Is the CEPT stock valuation high? How do its P/E and P/B ratios compare?

Traditional valuation metrics like Price-to-Earnings (P/E) and Price-to-Book (P/B) ratios are not applicable to CEPT because it has no active business operations or significant earnings.
Investors typically evaluate CEPT based on its Trust Value per Share. Most SPACs trade near their redemption value (usually $10.00 to $10.50 per share) until a business combination is announced. If the stock trades significantly above this floor, it suggests high market optimism regarding the potential merger target.

How has the CEPT stock price performed over the past few months?

Since its initial public offering, CEPT has largely traded within a narrow range around its IPO price of $10.00. This is standard behavior for SPACs before a target is identified. Compared to the De-SPAC Index or industry peers, CEPT has shown lower volatility, as the trust account acts as a safety net for investors who have the right to redeem their shares for their pro-rata portion of the trust.

Are there any recent tailwinds or headwinds for the industry CEPT operates in?

Tailwinds: The SPAC market has seen a stabilization in regulatory clarity from the SEC, which helps high-quality sponsors like Cantor Fitzgerald navigate the merger process more efficiently.
Headwinds: High interest rates have increased the cost of financing for potential merger targets, and investor scrutiny remains high following the underperformance of many 2021-era SPACs. CEPT must find a target with strong fundamentals and a reasonable valuation to maintain investor support.

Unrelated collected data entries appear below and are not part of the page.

/*
 * Mantis, a chess rules engine
 * Copyright (C) 2024 Ciekce
 *
 * Mantis is free software: you can redistribute it and/or modify
 * it under the terms of the GNU General Public License as published by
 * the Free Software Foundation, either version 3 of the License, or
 * (at your option) any later version.
 *
 * Mantis is distributed in the hope that it will be useful,
 * but WITHOUT ANY WARRANTY; without even the implied warranty of
 * MERCHANTABILITY or FITNESS FOR A PARTICULAR PURPOSE. See the
 * GNU General Public License for more details.
 *
 * You should have received a copy of the GNU General Public License
 * along with Mantis. If not, see <https://www.gnu.org/licenses/>.
 */

//! Pseudolegal move generation: moves that follow piece movement rules
//! and board occupancy but may leave the mover's king attacked.

use crate::attacks;
use crate::bitboard::Bitboard;
use crate::chess_move::{ChessMove, PromotionPiece};
use crate::core::{Color, PieceKind, Square};
use crate::position::BoardState;
use crate::rays::ray_between;
use arrayvec::ArrayVec;

/// Legal moves of one position. No legal position has more than 218.
pub type MoveList = ArrayVec<ChessMove, 256>;

// pseudolegal lists may include king walks into check and moves of
// pinned pieces, so leave extra room
pub(crate) type PseudoMoveList = ArrayVec<ChessMove, 512>;

fn serialize_normal(moves: &mut PseudoMoveList, src: Square, dsts: Bitboard) {
    for dst in dsts {
        moves.push(ChessMove::normal(src, dst));
    }
}

fn serialize_normal_pawn(moves: &mut PseudoMoveList, offset: i32, dsts: Bitboard) {
    for dst in dsts {
        moves.push(ChessMove::normal(dst.offset(-offset), dst));
    }
}

fn serialize_promo_pawn(moves: &mut PseudoMoveList, offset: i32, dsts: Bitboard) {
    for dst in dsts {
        let src = dst.offset(-offset);
        for promo in PromotionPiece::ALL {
            moves.push(ChessMove::promotion(src, dst, promo));
        }
    }
}

fn generate_pawn_moves(moves: &mut PseudoMoveList, state: &BoardState) {
    let stm = state.side_to_move;
    let nstm = stm.flip();

    let pawns = state.pieces(stm, PieceKind::Pawn);
    let them = state.color_occupancy(nstm);
    let empty = state.empty;

    let (promo_rank, double_push_rank) = match stm {
        Color::White => (Bitboard::RANK_8, Bitboard::RANK_4),
        Color::Black => (Bitboard::RANK_1, Bitboard::RANK_5),
    };

    let single_offset = stm.forward();
    let double_offset = single_offset * 2;

    let (left_offset, right_offset) = match stm {
        Color::White => (7, 9),
        Color::Black => (-9, -7),
    };

    let single_pushes = pawns.shift_up_relative(stm) & empty;
    let double_pushes = single_pushes.shift_up_relative(stm) & empty & double_push_rank;

    serialize_normal_pawn(moves, single_offset, single_pushes & !promo_rank);
    serialize_promo_pawn(moves, single_offset, single_pushes & promo_rank);
    serialize_normal_pawn(moves, double_offset, double_pushes);

    let left_captures = pawns.shift_up_left_relative(stm) & them;
    let right_captures = pawns.shift_up_right_relative(stm) & them;

    serialize_normal_pawn(moves, left_offset, left_captures & !promo_rank);
    serialize_promo_pawn(moves, left_offset, left_captures & promo_rank);

    serialize_normal_pawn(moves, right_offset, right_captures & !promo_rank);
    serialize_promo_pawn(moves, right_offset, right_captures & promo_rank);

    if let Some(ep_sq) = state.en_passant {
        // the pawn that just double-pushed must really be there
        let victim = ep_sq.offset(-single_offset);
        if state.pieces(nstm, PieceKind::Pawn).get(victim) && empty.get(ep_sq) {
            for capturer in pawns & attacks::pawn_attacks(nstm, ep_sq) {
                moves.push(ChessMove::en_passant(capturer, ep_sq));
            }
        }
    }
}

fn generate_knight_moves(moves: &mut PseudoMoveList, state: &BoardState) {
    let stm = state.side_to_move;
    let us = state.color_occupancy(stm);

    for knight in state.pieces(stm, PieceKind::Knight) {
        serialize_normal(moves, knight, attacks::knight_attacks(knight) & !us);
    }
}

fn generate_king_moves(moves: &mut PseudoMoveList, state: &BoardState) {
    let stm = state.side_to_move;
    let us = state.color_occupancy(stm);

    for king in state.pieces(stm, PieceKind::King) {
        serialize_normal(moves, king, attacks::king_attacks(king) & !us);
    }

    generate_castling(moves, state);
}

// Only checks rights, piece placement and empty squares. Whether the king
// is in check or crosses an attacked square is left to the legal filter.
fn generate_castling(moves: &mut PseudoMoveList, state: &BoardState) {
    let stm = state.side_to_move;
    let rights = state.castling;

    let rank = stm.back_rank();
    let king = Square::from_coords(rank, 4);

    if !state.pieces(stm, PieceKind::King).get(king) {
        return;
    }

    let rooks = state.pieces(stm, PieceKind::Rook);
    let occ = state.occupied;

    let mut gen_castling = |rook: Square, king_dst_file: u32| {
        if rooks.get(rook) && (ray_between(king, rook) & occ).is_empty() {
            moves.push(ChessMove::castling(
                king,
                Square::from_coords(rank, king_dst_file),
            ));
        }
    };

    if rights.short(stm) {
        gen_castling(Square::from_coords(rank, 7), Square::G1.file());
    }

    if rights.long(stm) {
        gen_castling(Square::from_coords(rank, 0), Square::C1.file());
    }
}

fn generate_slider_moves(
    moves: &mut PseudoMoveList,
    state: &BoardState,
    kind: PieceKind,
    slider_attacks: fn(Square, Bitboard) -> Bitboard,
) {
    let stm = state.side_to_move;
    let us = state.color_occupancy(stm);
    let occ = state.occupied;

    for slider in state.pieces(stm, kind) {
        serialize_normal(moves, slider, slider_attacks(slider, occ) & !us);
    }
}

/// Appends every pseudolegal move for the side to move, grouped by piece
/// kind in the order pawns, knights, king, rooks, bishops, queens.
pub(crate) fn generate_pseudolegal(moves: &mut PseudoMoveList, state: &BoardState) {
    generate_pawn_moves(moves, state);
    generate_knight_moves(moves, state);
    generate_king_moves(moves, state);
    generate_slider_moves(moves, state, PieceKind::Rook, attacks::rook_attacks);
    generate_slider_moves(moves, state, PieceKind::Bishop, attacks::bishop_attacks);
    generate_slider_moves(moves, state, PieceKind::Queen, attacks::queen_attacks);
}

#[cfg(test)]
mod tests {
    use super::*;
    use crate::chess_move::MoveFlag;
    use crate::fen;

    fn pseudolegal(fen: &str) -> PseudoMoveList {
        let state = fen::parse(fen).unwrap();
        let mut moves = PseudoMoveList::new();
        generate_pseudolegal(&mut moves, &state);
        moves
    }

    fn names(moves: &PseudoMoveList) -> Vec<String> {
        moves.iter().map(ToString::to_string).collect()
    }

    #[test]
    fn startpos_order() {
        let moves = pseudolegal("rnbqkbnr/pppppppp/8/8/8/8/PPPPPPPP/RNBQKBNR w KQkq - 0 1");
        let names = names(&moves);

        assert_eq!(moves.len(), 20);
        assert_eq!(&names[..2], ["a2a3", "b2b3"]);
        assert_eq!(&names[8..10], ["a2a4", "b2b4"]);
        assert_eq!(&names[16..], ["b1a3", "b1c3", "g1f3", "g1h3"]);
    }

    #[test]
    fn promotions_fan_out_in_selector_order() {
        let moves = pseudolegal("1n2k3/P7/8/8/8/8/8/4K3 w - - 0 1");
        let promos: Vec<String> = moves
            .iter()
            .filter(|mv| mv.flag() == MoveFlag::Promotion)
            .map(ToString::to_string)
            .collect();

        assert_eq!(
            promos,
            ["a7a8r", "a7a8n", "a7a8b", "a7a8q", "a7b8r", "a7b8n", "a7b8b", "a7b8q"]
        );
    }

    #[test]
    fn double_push_needs_both_squares_empty() {
        let moves = names(&pseudolegal("4k3/8/8/8/8/4n3/4P3/4K3 w - - 0 1"));
        assert!(!moves.iter().any(|mv| mv.starts_with("e2")));

        let moves = names(&pseudolegal("4k3/8/8/8/4n3/8/4P3/4K3 w - - 0 1"));
        assert!(moves.contains(&"e2e3".to_owned()));
        assert!(!moves.contains(&"e2e4".to_owned()));
    }

    #[test]
    fn en_passant_from_both_sides() {
        let moves = pseudolegal("4k3/8/8/2PpP3/8/8/8/4K3 w - d6 0 1");
        let ep: Vec<String> = moves
            .iter()
            .filter(|mv| mv.flag() == MoveFlag::EnPassant)
            .map(ToString::to_string)
            .collect();

        assert_eq!(ep, ["c5d6", "e5d6"]);
    }

    #[test]
    fn castling_ignores_attacks_but_not_blockers() {
        // f1 is attacked, which only the legal filter cares about
        let moves = pseudolegal("4kr2/8/8/8/8/8/8/R3K2R w KQ - 0 1");
        let castles: Vec<String> = moves
            .iter()
            .filter(|mv| mv.flag() == MoveFlag::Castling)
            .map(ToString::to_string)
            .collect();
        assert_eq!(castles, ["e1g1", "e1c1"]);

        let moves = pseudolegal("4k3/8/8/8/8/8/8/RN2K1NR w KQ - 0 1");
        assert!(!moves.iter().any(|mv| mv.flag() == MoveFlag::Castling));
    }

    #[test]
    fn sliders_stop_at_pieces() {
        let moves = names(&pseudolegal("4k3/8/8/8/1p6/8/3P4/R3K3 w - - 0 1"));
        assert!(moves.contains(&"a1a8".to_owned()));
        assert!(moves.contains(&"a1d1".to_owned()));
        assert!(!moves.contains(&"a1e1".to_owned()));
    }
}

Which major institutions are buying or selling CEPT stock?

Recent 13F filings indicate interest from institutional investors specializing in arbitrage and SPAC strategies. Major holders often include firms like Glazer Capital, Karpus Management, and Highbridge Capital Management. These institutions typically hold positions to capture the yield between the market price and the trust value or to bet on the quality of the eventual merger target selected by the Cantor Fitzgerald team.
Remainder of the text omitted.